Le 17 janvier dernier, le tribunal correctionnel de Paris a condamné la société Total à des sanctions lourdes dans l'affaire Erika, pour avoir été responsable d'une faute pénale d'imprudence. Le groupe pétrolier a aussi été reconnu responsable pour faute civile d'imprudence et doit réparer le préjudice causé aux défenseurs du patrimoine écologique. L'affaire Erika revèle l'existence de la dualité du principe des fautes d'imprudence dans notre système juridique français. Selon l'article 121-3 du Nouveau Code Penal, la responsabilité pour faute de négligence engage une sanction tandis qu'en droit civil, elle entraîne la réparation des dommages, selon les articles 1382 et 1383 du Code Civil. Cependant, l'imprudence, qui peut se définir comme un manque de prévoyance ou de précaution et qui engage une responsabilité, a longtemps été une notion identiquement appréciée par les deux branches du droit. Ainsi, les juridictions interprêtaient de manière uniforme les fautes pénales et civiles d'imprudence, en appliquant les règles de primauté du droit pénal sur le droit civil. Cette méthode de jugement était la cause, dans de nombreux cas, d' effets pervers, où la faute d'imprudence n'était pas incriminé par le droit pénal, alors que le civil reconnaissait clairement l'existence d'un quasi-délit. Pour pallier à cette déficience, notre système juridique a du, a plusieurs reprises, réduire les incohérences des fautes de négligence. Ainsi, pour "punir le coupable" et " indémniser les victimes", il a fallu séparer les fautes civiles et des fautes pénales, considérant que l'une pouvait s'apprécier sans l'autre, marquant ainsi l'avènement du droit civil. De ce fait, dans quelles mesures le passage de l'unité à la dualité des fautes civiles et pénales d'imprudence a-t-il été gage d'efficacité pour les juridictions et pour l'appréciation des justiciables ? Il s'agit de démontrer ici que l'identité des fautes civiles et pénales d'imprudence,du fait de ses incohérences, n'a pas été empte de critiques durant tout le XXe siècle (I) et que seule la dualité des fautes d'imprudence permet le réequilibrages des deux branches du droit, offrant aux justiciables une meilleure justice sociale (II).

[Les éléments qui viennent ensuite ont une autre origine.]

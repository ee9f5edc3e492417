//! Inbound frames and their normalized event forms.
//!
//! Frames arrive on fixed topics. The delta topic multiplexes many event
//! classes inside one batch; each known class has its own decoder. Unknown
//! classes are skipped by the decoders (callers log them) because the
//! provider adds classes without notice and an unknown frame must never
//! break delivery of the rest of the batch.

use serde::{Deserialize, Serialize};
use serde_json::Value;

/// Topic carrying delta batches (messages, receipts, thread changes).
pub const DELTA_TOPIC: &str = "/t_ms";
/// Topic carrying typing indicators.
pub const TYPING_TOPIC: &str = "/thread_typing";
/// Topic carrying presence rosters.
pub const PRESENCE_TOPIC: &str = "/orca_presence";
/// Topic announcing the client's foreground state.
pub const FOREGROUND_TOPIC: &str = "/ls_foreground_state";
/// Topic used to create/resume the server-side delivery queue.
pub const SYNC_QUEUE_TOPIC: &str = "/messenger_sync_create_queue";

/// One raw frame as carried by the pub/sub transport.
#[derive(Debug, Clone, PartialEq, Serialize, Deserialize)]
pub struct Frame {
    pub topic: String,
    pub payload: Value,
}

impl Frame {
    pub fn new(topic: impl Into<String>, payload: Value) -> Self {
        Self {
            topic: topic.into(),
            payload,
        }
    }
}

/// Acknowledgment frame on the response topic, tagged with the request id
/// of the envelope it answers.
#[derive(Debug, Clone, Deserialize)]
pub struct AckFrame {
    #[serde(default)]
    pub request_id: Option<u64>,
    #[serde(default)]
    pub payload: Option<Value>,
    #[serde(default)]
    pub error_code: Option<i64>,
    #[serde(default)]
    pub error_message: Option<String>,
}

/// Batch shape on the delta topic. The cursor fields accompany the deltas
/// and are the resume point for the next (re)subscription.
#[derive(Debug, Clone, Deserialize)]
pub struct DeltaBatch {
    #[serde(default)]
    pub deltas: Vec<Value>,
    #[serde(rename = "lastIssuedSeqId", default)]
    pub last_issued_seq_id: Option<Value>,
    #[serde(rename = "firstDeltaSeqId", default)]
    pub first_delta_seq_id: Option<Value>,
    #[serde(rename = "syncToken", default)]
    pub sync_token: Option<String>,
}

/// A normalized new-message event.
#[derive(Debug, Clone, PartialEq)]
pub struct MessageEvent {
    pub message_id: String,
    pub sender_id: String,
    pub thread_id: String,
    pub body: String,
    pub attachments: Vec<Value>,
    pub timestamp: Option<i64>,
    pub is_group: bool,
}

/// Normalized inbound events delivered to the consumer.
#[derive(Debug, Clone, PartialEq)]
pub enum Event {
    Message(MessageEvent),
    Typing {
        sender_id: String,
        thread_id: String,
        is_typing: bool,
    },
    ReadReceipt {
        reader_id: String,
        thread_id: String,
        timestamp: Option<i64>,
    },
    Delivery {
        thread_id: String,
        delivered_message_ids: Vec<String>,
    },
    Presence {
        user_id: String,
        /// Raw status code as sent by the provider (0 offline, 2 active).
        status: i64,
        last_active: Option<i64>,
    },
    ThreadName {
        thread_id: String,
        name: String,
        author_id: String,
    },
    ParticipantsAdded {
        thread_id: String,
        added_ids: Vec<String>,
        author_id: String,
    },
    ParticipantLeft {
        thread_id: String,
        left_id: String,
        author_id: String,
    },
    /// The server discarded the delivery queue; the next subscription starts
    /// from a fresh cursor and events in between are lost.
    Resync { reason: Option<String> },
}

/// Decodes every known delta in a batch, preserving batch order.
pub fn decode_deltas(batch: &DeltaBatch) -> Vec<Event> {
    batch.deltas.iter().filter_map(decode_delta).collect()
}

/// Decodes one delta by its `class` discriminator. Returns `None` for
/// unknown classes and for known classes with missing mandatory fields.
pub fn decode_delta(delta: &Value) -> Option<Event> {
    match delta.get("class").and_then(Value::as_str)? {
        "NewMessage" => decode_new_message(delta),
        "ReadReceipt" => {
            let meta = delta;
            Some(Event::ReadReceipt {
                reader_id: id_field(meta.get("actorFbId")?)?,
                thread_id: thread_key_id(meta.get("threadKey")?)?,
                timestamp: int_field(meta.get("actionTimestampMs")),
            })
        }
        "DeliveryReceipt" => Some(Event::Delivery {
            thread_id: thread_key_id(delta.get("threadKey")?)?,
            delivered_message_ids: delta
                .get("messageIds")
                .and_then(Value::as_array)
                .map(|ids| {
                    ids.iter()
                        .filter_map(|id| id.as_str().map(str::to_string))
                        .collect()
                })
                .unwrap_or_default(),
        }),
        "ThreadName" => {
            let meta = delta.get("messageMetadata")?;
            Some(Event::ThreadName {
                thread_id: thread_key_id(meta.get("threadKey")?)?,
                name: delta.get("name")?.as_str()?.to_string(),
                author_id: id_field(meta.get("actorFbId")?)?,
            })
        }
        "ParticipantsAddedToGroupThread" => {
            let meta = delta.get("messageMetadata")?;
            Some(Event::ParticipantsAdded {
                thread_id: thread_key_id(meta.get("threadKey")?)?,
                added_ids: delta
                    .get("addedParticipants")
                    .and_then(Value::as_array)
                    .map(|list| {
                        list.iter()
                            .filter_map(|p| p.get("userFbId").and_then(id_field))
                            .collect()
                    })
                    .unwrap_or_default(),
                author_id: id_field(meta.get("actorFbId")?)?,
            })
        }
        "ParticipantLeftGroupThread" => {
            let meta = delta.get("messageMetadata")?;
            Some(Event::ParticipantLeft {
                thread_id: thread_key_id(meta.get("threadKey")?)?,
                left_id: delta.get("leftParticipantFbId").and_then(id_field)?,
                author_id: id_field(meta.get("actorFbId")?)?,
            })
        }
        "ForcedFetch" => Some(Event::Resync {
            reason: delta
                .get("threadKey")
                .and_then(thread_key_id)
                .map(|t| format!("forced fetch for thread {t}")),
        }),
        _ => None,
    }
}

fn decode_new_message(delta: &Value) -> Option<Event> {
    let meta = delta.get("messageMetadata")?;
    let thread_key = meta.get("threadKey")?;
    Some(Event::Message(MessageEvent {
        message_id: meta.get("messageId")?.as_str()?.to_string(),
        sender_id: id_field(meta.get("actorFbId")?)?,
        thread_id: thread_key_id(thread_key)?,
        body: delta
            .get("body")
            .and_then(Value::as_str)
            .unwrap_or_default()
            .to_string(),
        attachments: delta
            .get("attachments")
            .and_then(Value::as_array)
            .cloned()
            .unwrap_or_default(),
        timestamp: int_field(meta.get("timestamp")),
        is_group: thread_key.get("threadFbId").is_some(),
    }))
}

/// Decodes a typing-topic frame.
pub fn decode_typing(payload: &Value) -> Option<Event> {
    Some(Event::Typing {
        sender_id: payload.get("sender_fbid").and_then(id_field)?,
        thread_id: payload
            .get("thread")
            .and_then(id_field)
            .or_else(|| payload.get("sender_fbid").and_then(id_field))?,
        is_typing: payload.get("state").and_then(Value::as_i64)? == 1,
    })
}

/// Decodes a presence roster frame into one event per roster entry.
pub fn decode_presence(payload: &Value) -> Vec<Event> {
    payload
        .get("list")
        .and_then(Value::as_array)
        .map(|list| {
            list.iter()
                .filter_map(|entry| {
                    Some(Event::Presence {
                        user_id: entry.get("u").and_then(id_field)?,
                        status: entry.get("p").and_then(Value::as_i64)?,
                        last_active: int_field(entry.get("l")),
                    })
                })
                .collect()
        })
        .unwrap_or_default()
}

/// Thread identifiers arrive either as `threadFbId` (group) or
/// `otherUserFbId` (one-to-one).
fn thread_key_id(thread_key: &Value) -> Option<String> {
    thread_key
        .get("threadFbId")
        .or_else(|| thread_key.get("otherUserFbId"))
        .and_then(id_field)
}

/// The provider sends ids inconsistently as JSON strings or numbers.
fn id_field(value: &Value) -> Option<String> {
    match value {
        Value::String(s) => Some(s.clone()),
        Value::Number(n) => Some(n.to_string()),
        _ => None,
    }
}

fn int_field(value: Option<&Value>) -> Option<i64> {
    let value = value?;
    value
        .as_i64()
        .or_else(|| value.as_str().and_then(|s| s.parse().ok()))
}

[...] La loi de 2007, quant à elle, distingue l'action civile en réparation du dommage causé par l'infraction des autres, où le juge civil est libre de statuer de suite ou d'attendre la décision du juge pénal. Ainsi, l'autorité de la chose jugée n'est plus vérifiée dans ce cas, où le juge civil peut prendre une décision indépendamment de la condamnation pénale de la faute d'imprudence. Mais, cette dualité a-t-elle encore raison d'exister aujourd'hui ? La summa divisio de la faute civile et de la faute pénale d'imprudence n'est peut-être plus pertinente. [...]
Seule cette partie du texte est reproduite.